-- Opening Marker --

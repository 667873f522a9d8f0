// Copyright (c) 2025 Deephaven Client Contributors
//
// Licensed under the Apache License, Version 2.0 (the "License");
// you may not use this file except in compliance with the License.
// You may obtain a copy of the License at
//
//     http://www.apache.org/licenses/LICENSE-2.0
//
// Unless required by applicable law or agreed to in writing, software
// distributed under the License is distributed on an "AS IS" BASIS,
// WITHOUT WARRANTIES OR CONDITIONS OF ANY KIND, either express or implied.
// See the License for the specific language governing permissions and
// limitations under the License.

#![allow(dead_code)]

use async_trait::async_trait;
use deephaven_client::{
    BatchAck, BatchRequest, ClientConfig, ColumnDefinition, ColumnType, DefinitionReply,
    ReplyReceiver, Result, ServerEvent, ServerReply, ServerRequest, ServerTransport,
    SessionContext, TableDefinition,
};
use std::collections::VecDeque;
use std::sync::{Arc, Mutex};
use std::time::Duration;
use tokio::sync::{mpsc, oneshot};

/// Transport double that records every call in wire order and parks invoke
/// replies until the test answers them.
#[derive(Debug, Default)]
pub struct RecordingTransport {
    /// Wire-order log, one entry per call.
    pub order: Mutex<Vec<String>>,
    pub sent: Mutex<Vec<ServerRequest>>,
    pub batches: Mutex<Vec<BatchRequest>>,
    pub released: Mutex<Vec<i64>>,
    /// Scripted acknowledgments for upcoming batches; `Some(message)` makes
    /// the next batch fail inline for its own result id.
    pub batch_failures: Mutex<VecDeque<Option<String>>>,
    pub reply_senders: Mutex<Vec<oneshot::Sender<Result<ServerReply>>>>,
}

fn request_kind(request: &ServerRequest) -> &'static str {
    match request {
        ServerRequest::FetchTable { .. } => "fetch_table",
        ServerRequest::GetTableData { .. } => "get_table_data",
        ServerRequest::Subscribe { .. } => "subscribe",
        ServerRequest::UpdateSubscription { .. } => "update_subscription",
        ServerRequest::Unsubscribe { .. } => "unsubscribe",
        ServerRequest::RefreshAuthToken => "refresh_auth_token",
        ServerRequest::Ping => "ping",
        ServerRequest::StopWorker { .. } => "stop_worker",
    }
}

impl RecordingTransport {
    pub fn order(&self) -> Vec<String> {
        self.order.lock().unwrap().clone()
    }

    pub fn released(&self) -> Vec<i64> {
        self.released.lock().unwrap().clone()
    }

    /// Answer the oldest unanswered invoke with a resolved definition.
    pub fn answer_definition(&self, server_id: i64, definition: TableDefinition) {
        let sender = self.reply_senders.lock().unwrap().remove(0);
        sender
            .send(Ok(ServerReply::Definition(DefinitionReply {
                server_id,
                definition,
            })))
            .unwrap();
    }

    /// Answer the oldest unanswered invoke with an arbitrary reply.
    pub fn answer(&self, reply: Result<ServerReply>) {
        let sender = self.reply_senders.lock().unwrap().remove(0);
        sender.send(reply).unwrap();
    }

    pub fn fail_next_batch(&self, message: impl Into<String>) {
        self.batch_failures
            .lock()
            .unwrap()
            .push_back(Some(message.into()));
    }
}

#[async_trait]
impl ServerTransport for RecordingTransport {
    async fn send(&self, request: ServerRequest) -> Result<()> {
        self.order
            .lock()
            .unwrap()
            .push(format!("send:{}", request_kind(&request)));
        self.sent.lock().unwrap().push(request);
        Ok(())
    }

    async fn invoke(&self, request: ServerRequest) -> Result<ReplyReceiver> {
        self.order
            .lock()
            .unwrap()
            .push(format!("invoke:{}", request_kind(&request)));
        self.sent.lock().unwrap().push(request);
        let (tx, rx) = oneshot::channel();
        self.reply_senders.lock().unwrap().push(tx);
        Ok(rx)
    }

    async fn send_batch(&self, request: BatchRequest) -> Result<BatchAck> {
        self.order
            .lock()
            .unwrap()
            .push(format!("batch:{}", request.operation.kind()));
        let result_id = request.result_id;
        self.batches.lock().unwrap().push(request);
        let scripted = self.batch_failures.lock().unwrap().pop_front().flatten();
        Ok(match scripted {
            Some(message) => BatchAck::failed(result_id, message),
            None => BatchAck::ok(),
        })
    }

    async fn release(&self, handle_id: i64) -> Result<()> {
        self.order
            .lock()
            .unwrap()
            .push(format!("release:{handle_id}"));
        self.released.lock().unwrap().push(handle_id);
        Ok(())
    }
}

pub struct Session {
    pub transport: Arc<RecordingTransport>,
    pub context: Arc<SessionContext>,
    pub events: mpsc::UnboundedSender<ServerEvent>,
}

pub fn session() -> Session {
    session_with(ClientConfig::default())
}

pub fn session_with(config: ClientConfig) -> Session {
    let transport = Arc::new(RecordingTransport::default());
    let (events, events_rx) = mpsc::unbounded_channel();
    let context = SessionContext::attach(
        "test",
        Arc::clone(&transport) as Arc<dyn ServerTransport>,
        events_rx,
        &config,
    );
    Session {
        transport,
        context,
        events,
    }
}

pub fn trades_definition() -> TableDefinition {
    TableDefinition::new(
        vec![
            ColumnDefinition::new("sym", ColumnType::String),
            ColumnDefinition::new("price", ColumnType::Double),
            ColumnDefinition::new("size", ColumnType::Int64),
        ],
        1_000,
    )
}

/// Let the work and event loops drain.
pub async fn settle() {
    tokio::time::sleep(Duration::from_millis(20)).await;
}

-- Closing Marker --
-- Opening Marker --

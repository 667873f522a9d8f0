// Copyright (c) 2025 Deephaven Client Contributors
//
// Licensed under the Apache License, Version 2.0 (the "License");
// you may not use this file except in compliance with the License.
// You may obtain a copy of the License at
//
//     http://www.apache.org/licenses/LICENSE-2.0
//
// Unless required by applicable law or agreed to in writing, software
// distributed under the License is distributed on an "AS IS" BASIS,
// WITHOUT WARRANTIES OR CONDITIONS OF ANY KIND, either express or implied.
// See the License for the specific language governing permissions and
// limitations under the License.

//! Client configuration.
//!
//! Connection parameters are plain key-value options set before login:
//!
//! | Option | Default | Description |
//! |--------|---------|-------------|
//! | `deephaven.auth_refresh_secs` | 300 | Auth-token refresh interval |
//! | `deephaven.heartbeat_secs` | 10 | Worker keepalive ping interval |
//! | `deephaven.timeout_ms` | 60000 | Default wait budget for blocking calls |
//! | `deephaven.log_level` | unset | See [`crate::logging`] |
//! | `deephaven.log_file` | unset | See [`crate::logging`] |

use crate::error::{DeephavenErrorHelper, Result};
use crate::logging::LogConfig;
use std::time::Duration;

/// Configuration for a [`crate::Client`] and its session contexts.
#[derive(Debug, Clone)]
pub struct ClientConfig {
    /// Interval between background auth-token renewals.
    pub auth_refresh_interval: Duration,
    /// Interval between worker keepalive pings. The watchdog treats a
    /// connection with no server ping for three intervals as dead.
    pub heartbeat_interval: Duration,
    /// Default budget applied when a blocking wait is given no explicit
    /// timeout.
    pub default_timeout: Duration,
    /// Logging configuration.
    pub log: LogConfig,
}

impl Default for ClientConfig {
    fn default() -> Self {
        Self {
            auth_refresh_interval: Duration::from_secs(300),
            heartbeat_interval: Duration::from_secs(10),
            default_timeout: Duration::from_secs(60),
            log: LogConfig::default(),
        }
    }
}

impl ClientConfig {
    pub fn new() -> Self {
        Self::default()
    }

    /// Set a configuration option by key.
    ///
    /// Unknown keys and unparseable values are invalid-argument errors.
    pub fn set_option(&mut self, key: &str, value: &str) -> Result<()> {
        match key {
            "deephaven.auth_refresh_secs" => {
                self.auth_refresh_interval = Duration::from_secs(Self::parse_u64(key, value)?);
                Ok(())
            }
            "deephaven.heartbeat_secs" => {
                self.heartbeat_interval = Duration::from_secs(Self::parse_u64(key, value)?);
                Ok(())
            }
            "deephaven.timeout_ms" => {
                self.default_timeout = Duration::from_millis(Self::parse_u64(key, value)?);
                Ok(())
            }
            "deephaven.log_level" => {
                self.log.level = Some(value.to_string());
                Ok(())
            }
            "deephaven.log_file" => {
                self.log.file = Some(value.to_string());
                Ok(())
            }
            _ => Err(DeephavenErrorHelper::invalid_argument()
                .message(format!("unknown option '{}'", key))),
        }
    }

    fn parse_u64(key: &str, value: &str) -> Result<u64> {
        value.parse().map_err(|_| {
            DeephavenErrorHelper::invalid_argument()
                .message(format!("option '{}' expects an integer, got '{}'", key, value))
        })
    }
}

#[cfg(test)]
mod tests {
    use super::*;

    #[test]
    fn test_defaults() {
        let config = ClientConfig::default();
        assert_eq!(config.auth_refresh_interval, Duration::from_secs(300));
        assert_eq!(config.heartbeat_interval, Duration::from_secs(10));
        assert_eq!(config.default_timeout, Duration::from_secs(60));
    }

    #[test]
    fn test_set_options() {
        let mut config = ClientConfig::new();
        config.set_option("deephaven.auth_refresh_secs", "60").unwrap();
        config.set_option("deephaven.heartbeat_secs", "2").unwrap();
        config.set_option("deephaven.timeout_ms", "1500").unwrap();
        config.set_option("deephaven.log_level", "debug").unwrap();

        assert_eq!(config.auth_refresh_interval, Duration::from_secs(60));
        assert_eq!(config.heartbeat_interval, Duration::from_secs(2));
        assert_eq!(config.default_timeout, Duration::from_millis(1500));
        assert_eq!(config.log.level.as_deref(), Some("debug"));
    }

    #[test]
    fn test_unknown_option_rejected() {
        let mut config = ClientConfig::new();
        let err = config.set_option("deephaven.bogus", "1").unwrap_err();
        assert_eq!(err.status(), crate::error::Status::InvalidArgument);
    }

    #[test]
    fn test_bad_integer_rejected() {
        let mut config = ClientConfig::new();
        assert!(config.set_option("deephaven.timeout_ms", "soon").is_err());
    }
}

-- Closing Marker --

§ REQUIREMENT
Using the material above, work out how many lines hold the word "BatchAck". Reply with that number alone.

§ RESPONSE BELOW
4